_WHAT TO DO_
Reproduce verbatim the lines of the material below, starting at the line with "touch display state." and ending at the line with "pub const fn get(self)", both inclusive; skip the rest.

_DATA PROVIDED_
*-*-*

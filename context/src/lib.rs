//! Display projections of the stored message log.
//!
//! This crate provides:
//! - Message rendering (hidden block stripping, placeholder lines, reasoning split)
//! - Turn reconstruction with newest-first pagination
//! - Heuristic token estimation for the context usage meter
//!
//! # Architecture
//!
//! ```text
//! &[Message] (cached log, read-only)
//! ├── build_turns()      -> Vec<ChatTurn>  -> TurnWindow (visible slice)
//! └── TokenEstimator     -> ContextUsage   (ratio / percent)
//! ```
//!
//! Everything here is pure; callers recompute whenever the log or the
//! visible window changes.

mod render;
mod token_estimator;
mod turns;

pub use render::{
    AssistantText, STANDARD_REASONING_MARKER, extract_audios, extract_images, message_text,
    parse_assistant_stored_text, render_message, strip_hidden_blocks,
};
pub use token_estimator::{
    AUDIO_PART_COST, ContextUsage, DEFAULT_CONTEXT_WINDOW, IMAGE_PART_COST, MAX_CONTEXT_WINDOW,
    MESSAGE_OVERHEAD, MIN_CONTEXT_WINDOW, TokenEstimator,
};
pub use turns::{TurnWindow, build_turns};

*-*-*

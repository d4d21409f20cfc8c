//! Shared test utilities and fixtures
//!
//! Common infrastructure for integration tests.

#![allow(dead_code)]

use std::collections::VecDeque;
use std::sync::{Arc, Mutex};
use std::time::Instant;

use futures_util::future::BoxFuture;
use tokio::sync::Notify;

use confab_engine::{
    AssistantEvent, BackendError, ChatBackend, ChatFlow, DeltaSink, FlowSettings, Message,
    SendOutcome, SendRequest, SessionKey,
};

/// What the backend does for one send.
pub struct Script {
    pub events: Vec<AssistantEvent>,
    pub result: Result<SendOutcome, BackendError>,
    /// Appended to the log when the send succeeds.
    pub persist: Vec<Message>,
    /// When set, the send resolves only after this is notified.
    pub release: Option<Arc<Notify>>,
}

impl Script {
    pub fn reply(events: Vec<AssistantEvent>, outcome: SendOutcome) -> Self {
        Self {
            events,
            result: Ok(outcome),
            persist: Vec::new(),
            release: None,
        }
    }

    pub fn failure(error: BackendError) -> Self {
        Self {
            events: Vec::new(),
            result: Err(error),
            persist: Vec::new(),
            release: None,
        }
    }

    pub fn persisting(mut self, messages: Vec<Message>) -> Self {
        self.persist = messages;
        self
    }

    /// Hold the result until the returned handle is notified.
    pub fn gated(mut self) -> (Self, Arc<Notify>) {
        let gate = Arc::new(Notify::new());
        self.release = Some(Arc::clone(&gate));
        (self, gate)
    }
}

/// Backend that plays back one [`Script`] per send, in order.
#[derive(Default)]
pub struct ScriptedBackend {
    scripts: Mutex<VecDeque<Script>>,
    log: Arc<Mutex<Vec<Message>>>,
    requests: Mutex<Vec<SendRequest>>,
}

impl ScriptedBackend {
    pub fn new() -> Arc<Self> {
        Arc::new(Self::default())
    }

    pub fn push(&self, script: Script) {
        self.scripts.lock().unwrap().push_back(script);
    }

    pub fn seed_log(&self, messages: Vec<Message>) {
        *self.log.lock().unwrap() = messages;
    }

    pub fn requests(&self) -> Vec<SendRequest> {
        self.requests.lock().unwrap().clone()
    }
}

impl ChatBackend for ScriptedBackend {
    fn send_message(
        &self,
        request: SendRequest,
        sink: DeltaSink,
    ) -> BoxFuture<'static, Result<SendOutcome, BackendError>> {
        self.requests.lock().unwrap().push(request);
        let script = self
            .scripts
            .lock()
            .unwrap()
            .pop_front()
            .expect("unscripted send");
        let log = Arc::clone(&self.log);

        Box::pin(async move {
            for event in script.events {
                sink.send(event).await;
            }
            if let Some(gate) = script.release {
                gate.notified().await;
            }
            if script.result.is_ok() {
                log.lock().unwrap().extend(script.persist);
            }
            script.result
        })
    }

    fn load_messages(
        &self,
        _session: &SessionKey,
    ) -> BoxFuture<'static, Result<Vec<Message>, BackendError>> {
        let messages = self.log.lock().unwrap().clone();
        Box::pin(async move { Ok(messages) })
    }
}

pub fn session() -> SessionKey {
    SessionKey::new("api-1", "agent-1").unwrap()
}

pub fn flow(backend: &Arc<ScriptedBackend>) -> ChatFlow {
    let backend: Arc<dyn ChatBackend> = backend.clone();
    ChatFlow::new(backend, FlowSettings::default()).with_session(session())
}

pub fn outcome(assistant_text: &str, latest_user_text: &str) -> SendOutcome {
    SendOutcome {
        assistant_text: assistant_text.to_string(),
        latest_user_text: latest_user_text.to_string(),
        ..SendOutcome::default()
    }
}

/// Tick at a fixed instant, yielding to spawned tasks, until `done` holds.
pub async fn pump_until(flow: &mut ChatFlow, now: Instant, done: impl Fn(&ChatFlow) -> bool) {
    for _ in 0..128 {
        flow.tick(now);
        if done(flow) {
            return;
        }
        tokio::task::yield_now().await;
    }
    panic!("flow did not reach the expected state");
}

*-*-*

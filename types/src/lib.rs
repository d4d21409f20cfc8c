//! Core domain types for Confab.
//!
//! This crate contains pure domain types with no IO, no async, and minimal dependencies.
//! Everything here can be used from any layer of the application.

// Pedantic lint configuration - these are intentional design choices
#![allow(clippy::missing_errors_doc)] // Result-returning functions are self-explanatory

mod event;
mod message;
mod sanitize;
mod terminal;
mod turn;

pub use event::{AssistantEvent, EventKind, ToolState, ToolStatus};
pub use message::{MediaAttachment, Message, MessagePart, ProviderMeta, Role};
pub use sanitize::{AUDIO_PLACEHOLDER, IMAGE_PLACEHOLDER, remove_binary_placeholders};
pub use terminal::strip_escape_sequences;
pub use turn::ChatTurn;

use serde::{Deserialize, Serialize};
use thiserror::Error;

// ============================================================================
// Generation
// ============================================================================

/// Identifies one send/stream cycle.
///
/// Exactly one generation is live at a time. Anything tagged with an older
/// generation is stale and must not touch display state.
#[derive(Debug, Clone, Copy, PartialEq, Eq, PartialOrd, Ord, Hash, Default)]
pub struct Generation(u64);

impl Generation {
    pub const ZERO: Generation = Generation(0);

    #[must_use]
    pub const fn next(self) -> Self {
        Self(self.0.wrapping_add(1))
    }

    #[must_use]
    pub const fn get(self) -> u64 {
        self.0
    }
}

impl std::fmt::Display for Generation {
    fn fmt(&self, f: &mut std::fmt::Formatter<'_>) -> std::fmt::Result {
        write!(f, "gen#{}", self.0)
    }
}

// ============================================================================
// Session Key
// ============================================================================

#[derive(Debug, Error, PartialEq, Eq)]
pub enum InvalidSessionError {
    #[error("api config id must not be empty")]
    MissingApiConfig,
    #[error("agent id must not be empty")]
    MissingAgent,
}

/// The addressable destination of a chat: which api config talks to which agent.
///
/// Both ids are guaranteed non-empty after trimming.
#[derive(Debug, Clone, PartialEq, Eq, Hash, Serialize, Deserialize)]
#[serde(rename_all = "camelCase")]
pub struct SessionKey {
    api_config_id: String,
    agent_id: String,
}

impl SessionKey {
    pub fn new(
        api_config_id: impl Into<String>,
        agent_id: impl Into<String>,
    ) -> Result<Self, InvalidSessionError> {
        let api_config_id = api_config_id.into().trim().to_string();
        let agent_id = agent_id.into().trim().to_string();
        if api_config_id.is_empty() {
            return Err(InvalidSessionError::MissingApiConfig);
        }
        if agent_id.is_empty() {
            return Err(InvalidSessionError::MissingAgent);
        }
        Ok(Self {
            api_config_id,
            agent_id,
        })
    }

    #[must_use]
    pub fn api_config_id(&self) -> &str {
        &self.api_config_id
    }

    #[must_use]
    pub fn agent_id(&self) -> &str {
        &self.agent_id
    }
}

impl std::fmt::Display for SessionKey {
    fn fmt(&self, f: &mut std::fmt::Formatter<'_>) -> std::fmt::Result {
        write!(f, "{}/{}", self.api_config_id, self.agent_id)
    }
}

*-*-*

_ANSWER TO THIS PROBLEM_
/// generation is stale and must not touch display state.
#[derive(Debug, Clone, Copy, PartialEq, Eq, PartialOrd, Ord, Hash, Default)]
pub struct Generation(u64);

impl Generation {
    pub const ZERO: Generation = Generation(0);

    #[must_use]
    pub const fn next(self) -> Self {
        Self(self.0.wrapping_add(1))
    }

    #[must_use]
    pub const fn get(self) -> u64 {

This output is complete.